Two years ago, according to what we have read in papers and have heard, the great 'Allamah Shaykh Mahmud Shaltut, the mufti and rector of Al-'Azhar University, with great courage characteristic of great reformers, broke this thousand-year-old spell and officially announced that the door of ijthad is open and that there is nothing objectionable about a follower of one school referring to the judgements of another school in case they are supported by firmer arguments. He also announced in an official fatwa that it is correct to follow the Ja'fari school of fiqh, just like the other schools. Subsequently, a chair of comparative legal studies was established at al-'Azhar. Undoubtedly this was the greatest step that was taken since the beginnings of Islamic jurisprudence for the sake of the benefit and general welfare of Muslims. Its worth will be better recognized in the future.

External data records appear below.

//! Application error taxonomy and HTTP response mapping.
//!
//! Validation and reserved-slug failures are detected before any store is
//! touched. Unique violations from the durable store are translated into
//! [`AppError::Conflict`] at the repository boundary. Rate-limiter store
//! failures are fatal to the request ([`AppError::Dependency`], fail closed),
//! while cache failures never reach this type at all (the cache layer
//! swallows them as misses).

use axum::{
    Json,
    http::{StatusCode, header},
    response::{IntoResponse, Response},
};
use serde::Serialize;
use serde_json::{Value, json};

#[derive(Serialize)]
struct ErrorBody {
    error: ErrorInfo,
}

#[derive(Serialize)]
struct ErrorInfo {
    code: &'static str,
    message: String,
    details: Value,
}

#[derive(Debug, thiserror::Error)]
pub enum AppError {
    #[error("{message}")]
    Validation { message: String, details: Value },

    #[error("slug '{slug}' is reserved")]
    ReservedSlug { slug: String },

    #[error("{message}")]
    NotFound { message: String, details: Value },

    #[error("{message}")]
    Forbidden { message: String, details: Value },

    #[error("{message}")]
    Unauthorized { message: String, details: Value },

    #[error("{message}")]
    Conflict { message: String, details: Value },

    /// Sliding-window limit exceeded. Carries the seconds until the oldest
    /// event in the window falls out.
    #[error("rate limit exceeded, retry in {retry_after} seconds")]
    RateLimited { retry_after: u64 },

    /// A required backing store (durable store or counter store) is
    /// unreachable. Never used for the cache store.
    #[error("{message}")]
    Dependency { message: String },

    #[error("{message}")]
    Internal { message: String, details: Value },
}

impl AppError {
    pub fn bad_request(message: impl Into<String>, details: Value) -> Self {
        Self::Validation {
            message: message.into(),
            details,
        }
    }
    pub fn not_found(message: impl Into<String>, details: Value) -> Self {
        Self::NotFound {
            message: message.into(),
            details,
        }
    }
    pub fn forbidden(message: impl Into<String>, details: Value) -> Self {
        Self::Forbidden {
            message: message.into(),
            details,
        }
    }
    pub fn unauthorized(message: impl Into<String>, details: Value) -> Self {
        Self::Unauthorized {
            message: message.into(),
            details,
        }
    }
    pub fn conflict(message: impl Into<String>, details: Value) -> Self {
        Self::Conflict {
            message: message.into(),
            details,
        }
    }
    pub fn rate_limited(retry_after: u64) -> Self {
        Self::RateLimited { retry_after }
    }
    pub fn dependency(message: impl Into<String>) -> Self {
        Self::Dependency {
            message: message.into(),
        }
    }
    pub fn internal(message: impl Into<String>, details: Value) -> Self {
        Self::Internal {
            message: message.into(),
            details,
        }
    }
}

impl IntoResponse for AppError {
    fn into_response(self) -> Response {
        let (status, code, message, details) = match self {
            AppError::Validation { message, details } => {
                (StatusCode::BAD_REQUEST, "BAD_REQUEST", message, details)
            }
            AppError::ReservedSlug { slug } => (
                StatusCode::BAD_REQUEST,
                "BAD_REQUEST",
                format!("slug '{slug}' is reserved"),
                json!({ "slug": slug }),
            ),
            AppError::NotFound { message, details } => {
                (StatusCode::NOT_FOUND, "NOT_FOUND", message, details)
            }
            AppError::Forbidden { message, details } => {
                (StatusCode::FORBIDDEN, "FORBIDDEN", message, details)
            }
            AppError::Unauthorized { message, details } => {
                (StatusCode::UNAUTHORIZED, "UNAUTHORIZED", message, details)
            }
            AppError::Conflict { message, details } => {
                (StatusCode::CONFLICT, "CONFLICT", message, details)
            }
            AppError::RateLimited { retry_after } => {
                let body = ErrorBody {
                    error: ErrorInfo {
                        code: "TOO_MANY_REQUESTS",
                        message: format!(
                            "Rate limit exceeded. Please try again in {retry_after} seconds"
                        ),
                        details: json!({ "retry_after_seconds": retry_after }),
                    },
                };
                return (
                    StatusCode::TOO_MANY_REQUESTS,
                    [(header::RETRY_AFTER, retry_after.to_string())],
                    Json(body),
                )
                    .into_response();
            }
            // Internal diagnostics stay out of the response body.
            AppError::Dependency { message } => {
                tracing::error!("dependency failure: {message}");
                (
                    StatusCode::SERVICE_UNAVAILABLE,
                    "INTERNAL",
                    "A required backing service is unavailable".to_string(),
                    json!({}),
                )
            }
            AppError::Internal { message, details } => {
                tracing::error!("internal error: {message} {details}");
                (
                    StatusCode::INTERNAL_SERVER_ERROR,
                    "INTERNAL",
                    "An unexpected error occurred".to_string(),
                    json!({}),
                )
            }
        };

        let body = ErrorBody {
            error: ErrorInfo {
                code,
                message,
                details,
            },
        };

        (status, Json(body)).into_response()
    }
}

impl From<sqlx::Error> for AppError {
    fn from(e: sqlx::Error) -> Self {
        if let Some(db) = e.as_database_error()
            && db.is_unique_violation()
        {
            return AppError::conflict(
                "Slug already exists",
                json!({ "constraint": db.constraint() }),
            );
        }

        AppError::internal("Database error", json!({ "source": e.to_string() }))
    }
}

impl From<validator::ValidationErrors> for AppError {
    fn from(e: validator::ValidationErrors) -> Self {
        AppError::bad_request(
            "Validation failed",
            serde_json::to_value(&e).unwrap_or_else(|_| json!({})),
        )
    }
}
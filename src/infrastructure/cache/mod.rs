//! Read-through cache for slug -> URL lookups.
//!
//! Provides a [`UrlCache`] trait with two implementations:
//! - [`RedisCache`] - Production Redis-backed cache
//! - [`NullCache`] - No-op implementation for testing/disabled caching

mod null_cache;
mod redis_cache;
mod service;

pub use null_cache::NullCache;
pub use redis_cache::RedisCache;
pub use service::{CacheError, CacheResult, UrlCache};
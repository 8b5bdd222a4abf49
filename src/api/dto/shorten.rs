//! DTOs for link creation endpoints.

use regex::Regex;
use serde::{Deserialize, Serialize};
use std::sync::LazyLock;
use validator::Validate;

/// Compiled regex for custom slug validation.
///
/// The registry re-validates; this just rejects obviously malformed input at
/// the edge.
static SLUG_REGEX: LazyLock<Regex> =
    LazyLock::new(|| Regex::new(r"^[A-Za-z0-9_-]{3,20}$").unwrap());

/// Request to shorten a URL under a generated slug.
#[derive(Debug, Deserialize, Validate)]
pub struct CreateLinkRequest {
    /// The destination URL (must be a valid absolute URL).
    #[validate(url(message = "Invalid URL format"))]
    pub long_url: String,
}

/// Request to shorten a URL under a caller-chosen slug.
#[derive(Debug, Deserialize, Validate)]
pub struct CreateCustomLinkRequest {
    #[validate(url(message = "Invalid URL format"))]
    pub long_url: String,

    /// Desired slug: 3-20 characters from `[A-Za-z0-9_-]`.
    #[validate(regex(path = "*SLUG_REGEX", message = "Invalid slug"))]
    pub slug: String,
}

/// Response for both creation endpoints.
#[derive(Debug, Serialize)]
pub struct LinkCreatedResponse {
    pub slug: String,
    pub short_url: String,
}
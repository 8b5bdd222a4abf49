//! Handler for short link redirects.

use axum::{
    extract::{Path, State},
    http::HeaderMap,
    response::{IntoResponse, Redirect, Response},
};
use serde_json::json;

use crate::application::services::RedirectOutcome;
use crate::error::AppError;
use crate::state::AppState;
use crate::utils::client_ip::client_origin;

/// Redirects a slug to its destination URL.
///
/// # Endpoint
///
/// `GET /{slug}`
///
/// The application's own routes (`/api`, `/healthz`, ...) are registered
/// ahead of this catch-all, so reserved paths never arrive here.
///
/// # Responses
///
/// - **307 Temporary Redirect** to the destination URL; the visit counter is
///   incremented atomically in the durable store
/// - **404 Not Found** for unknown slugs
/// - **429 Too Many Requests** with `Retry-After` when the origin exceeds
///   the redirect rate limit
/// - **503** if the rate limiter's counter store is unreachable (fail closed)
pub async fn redirect_handler(
    Path(slug): Path<String>,
    State(state): State<AppState>,
    headers: HeaderMap,
) -> Result<Response, AppError> {
    let origin = client_origin(&headers);

    let response = match state.resolver.resolve(&slug, &origin).await? {
        RedirectOutcome::Redirect(long_url) => Redirect::temporary(&long_url).into_response(),
        RedirectOutcome::NotFound => {
            AppError::not_found("Short link not found", json!({ "slug": slug })).into_response()
        }
        RedirectOutcome::RateLimited { retry_after } => {
            AppError::rate_limited(retry_after).into_response()
        }
    };

    Ok(response)
}
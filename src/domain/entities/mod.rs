//! Domain entities.

mod short_link;

pub use short_link::{NewShortLink, ShortLink};
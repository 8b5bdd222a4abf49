//! Bearer token authentication middleware.

use axum::{
    extract::{FromRequestParts, Request, State},
    http::{HeaderMap, header},
    middleware::Next,
    response::Response,
};
use axum_auth::AuthBearer;
use serde_json::json;

use crate::{error::AppError, state::AppState};

/// Authenticated owner identity, inserted into request extensions by
/// [`layer`] and read by protected handlers.
#[derive(Debug, Clone)]
pub struct OwnerId(pub String);

/// Requires a valid `Authorization: Bearer <token>` header.
///
/// On success the resolved [`OwnerId`] is attached to the request for
/// downstream handlers.
///
/// # Errors
///
/// Returns 401 Unauthorized if the header is missing or malformed, or the
/// token is unknown or revoked.
pub async fn layer(
    State(st): State<AppState>,
    req: Request,
    next: Next,
) -> Result<Response, AppError> {
    let (mut parts, body) = req.into_parts();

    let AuthBearer(token) = AuthBearer::from_request_parts(&mut parts, &())
        .await
        .map_err(|_| {
            AppError::unauthorized(
                "Unauthorized",
                json!({ "reason": "Authorization header is missing or invalid" }),
            )
        })?;

    let owner_id = st.auth.authenticate(&token).await?;

    let mut req = Request::from_parts(parts, body);
    req.extensions_mut().insert(OwnerId(owner_id));

    Ok(next.run(req).await)
}

/// Resolves the caller's identity when a bearer token is present.
///
/// Anonymous creation is allowed, so a missing header yields `None`; a
/// present-but-invalid token is still a hard 401 rather than a silent
/// downgrade to anonymous.
pub async fn maybe_owner(
    state: &AppState,
    headers: &HeaderMap,
) -> Result<Option<String>, AppError> {
    let Some(value) = headers.get(header::AUTHORIZATION) else {
        return Ok(None);
    };

    let token = value
        .to_str()
        .ok()
        .and_then(|raw| raw.strip_prefix("Bearer "))
        .ok_or_else(|| {
            AppError::unauthorized(
                "Unauthorized",
                json!({ "reason": "Authorization header is malformed" }),
            )
        })?;

    state.auth.authenticate(token).await.map(Some)
}
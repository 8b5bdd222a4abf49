//! ShortLink entity: the mapping between a slug and a destination URL.

use chrono::{DateTime, Utc};

/// A short link record.
///
/// `slug`, `long_url`, `created_by` and `created_at` are immutable once the
/// record exists; `visits` only ever grows, and only through the durable
/// store's atomic increment on the redirect path.
#[derive(Debug, Clone, PartialEq, Eq)]
pub struct ShortLink {
    pub slug: String,
    pub long_url: String,
    /// Owner identity; `None` for anonymously created links. Ownership is
    /// exclusive: only the owner may delete, and an anonymous link has no
    /// owner at all.
    pub created_by: Option<String>,
    pub created_at: DateTime<Utc>,
    pub visits: i64,
}

impl ShortLink {
    /// Returns true if `requester` owns this link.
    pub fn is_owned_by(&self, requester: &str) -> bool {
        self.created_by.as_deref() == Some(requester)
    }
}

/// Input data for creating a short link.
#[derive(Debug, Clone)]
pub struct NewShortLink {
    pub slug: String,
    pub long_url: String,
    pub created_by: Option<String>,
}

#[cfg(test)]
mod tests {
    use super::*;

    fn link(created_by: Option<&str>) -> ShortLink {
        ShortLink {
            slug: "ab12Cd".to_string(),
            long_url: "https://example.com/page".to_string(),
            created_by: created_by.map(str::to_string),
            created_at: Utc::now(),
            visits: 0,
        }
    }

    #[test]
    fn test_owned_link() {
        let link = link(Some("owner-1"));
        assert!(link.is_owned_by("owner-1"));
        assert!(!link.is_owned_by("owner-2"));
    }

    #[test]
    fn test_anonymous_link_has_no_owner() {
        let link = link(None);
        assert!(!link.is_owned_by("owner-1"));
    }
}
//! Data Transfer Objects for request/response serialization.

pub mod health;
pub mod links;
pub mod shorten;
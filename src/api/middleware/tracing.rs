//! HTTP request/response tracing middleware.

use tower_http::LatencyUnit;
use tower_http::trace::{DefaultMakeSpan, DefaultOnResponse, TraceLayer};
use tracing::Level;

/// Request/response tracing for all routes.
///
/// Creates an `INFO` span per request (method, path, version) and logs the
/// status code and latency in milliseconds on response.
pub fn layer()
-> TraceLayer<tower_http::classify::SharedClassifier<tower_http::classify::ServerErrorsAsFailures>>
{
    TraceLayer::new_for_http()
        .make_span_with(DefaultMakeSpan::new().level(Level::INFO))
        .on_response(
            DefaultOnResponse::new()
                .level(Level::INFO)
                .latency_unit(LatencyUnit::Millis),
        )
}
//! Reserved-word filter for custom slugs.
//!
//! These identifiers collide with the application's own routes, so accepting
//! them as slugs would shadow the management endpoints. The check is
//! case-insensitive: `API` and `Dashboard` are just as reserved as their
//! lowercase forms.

/// Slugs that can never be claimed.
const RESERVED_SLUGS: &[&str] = &[
    // Application routes
    "api",
    "auth",
    "login",
    "signup",
    "dashboard",
    "profile",
    "settings",
    "404",
    // Service endpoints
    "healthz",
    "links",
    "shorten",
    // Well-known static files
    "favicon.ico",
    "robots.txt",
];

/// Case-insensitive membership test against the reserved set.
///
/// Must be checked before accepting any custom slug. Generated random slugs
/// are also run through this check defensively, even though the generator's
/// alphabet and length make collisions with the reserved set all but
/// unreachable.
pub fn is_reserved_slug(candidate: &str) -> bool {
    let lowered = candidate.to_ascii_lowercase();
    RESERVED_SLUGS.contains(&lowered.as_str())
}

4. Another problem related to the subject of Ijtihad is that of takhti'ah (admission of the possibility of error in the judgements of the mujtahid) and taswib (confirmation of the mujtahid's infallibility and denial of any possibility of error), which has throughout been a topic of debate in books on kalam and usul al-fiqh. Generally, it is mentioned in books on usul that the Shi'ah fuqaha' admit possibility of error in the mujtahid's fatwas and are accordingly called mukhatti'ah (derived from khata': error), whereas the Sunni fuqaha' believe that the mujtahid is always right in his judgements, and are hence called musawwibah (derived from sawab: that which is right). However, it is not the case that all the Sunni fuqaha' support taswib; rather, only a small number of them have accepted this view. In any case, for the Shi'ah, who define Ijtihad as 'the effort to deduce the real law from the sources of the Shari'ah', it is difficult to imagine that every mujtahid should be always right. It is not possible that whatever any mujtahid may judge should be correct and his judgement should be the real law; for it is possible that different mujtahids may hold divergent opinions simultaneously about a certain subject and the same mujtahid may hold different opinions at different times about the same issue. How is it possible that he should always be right?

The roots of the theory of taswib lie in a certain theory of Ijtihad which is held by those who define ijtihad as the practice of qiyas and ra'y . They claim that the laws received by the Prophet (S) through revelation are limited, whereas issues and problems which require legislation are unlimited in number. Therefore, the laws given by the Divine Lawgiver are not adequate to meet the requirements. Accordingly, God has given the right to the scholars of the Ummah, or a group of them, to employ their personal taste and intelligence in cases where there are no religious dicta and select something which resembles other Islamic laws and is closer to the criteria of justice and truth. In accordance with this reasoning, they accept the theory of taswib, for, according to this view of ijtihad, it is itself one of the sources of the Divine Law.

The idea of taswib was unimaginable to the minds of Shi'ah jurisprudents, because they had taken for granted the principle that every event or problem should have a real Divine law related to it. Ijtihad, to them, meant inquiry and effort to discover that law with the help of reliable canonical sources. Of course, in the light of such an outlook of ijtihad it is impossible that every mujtahid should be right.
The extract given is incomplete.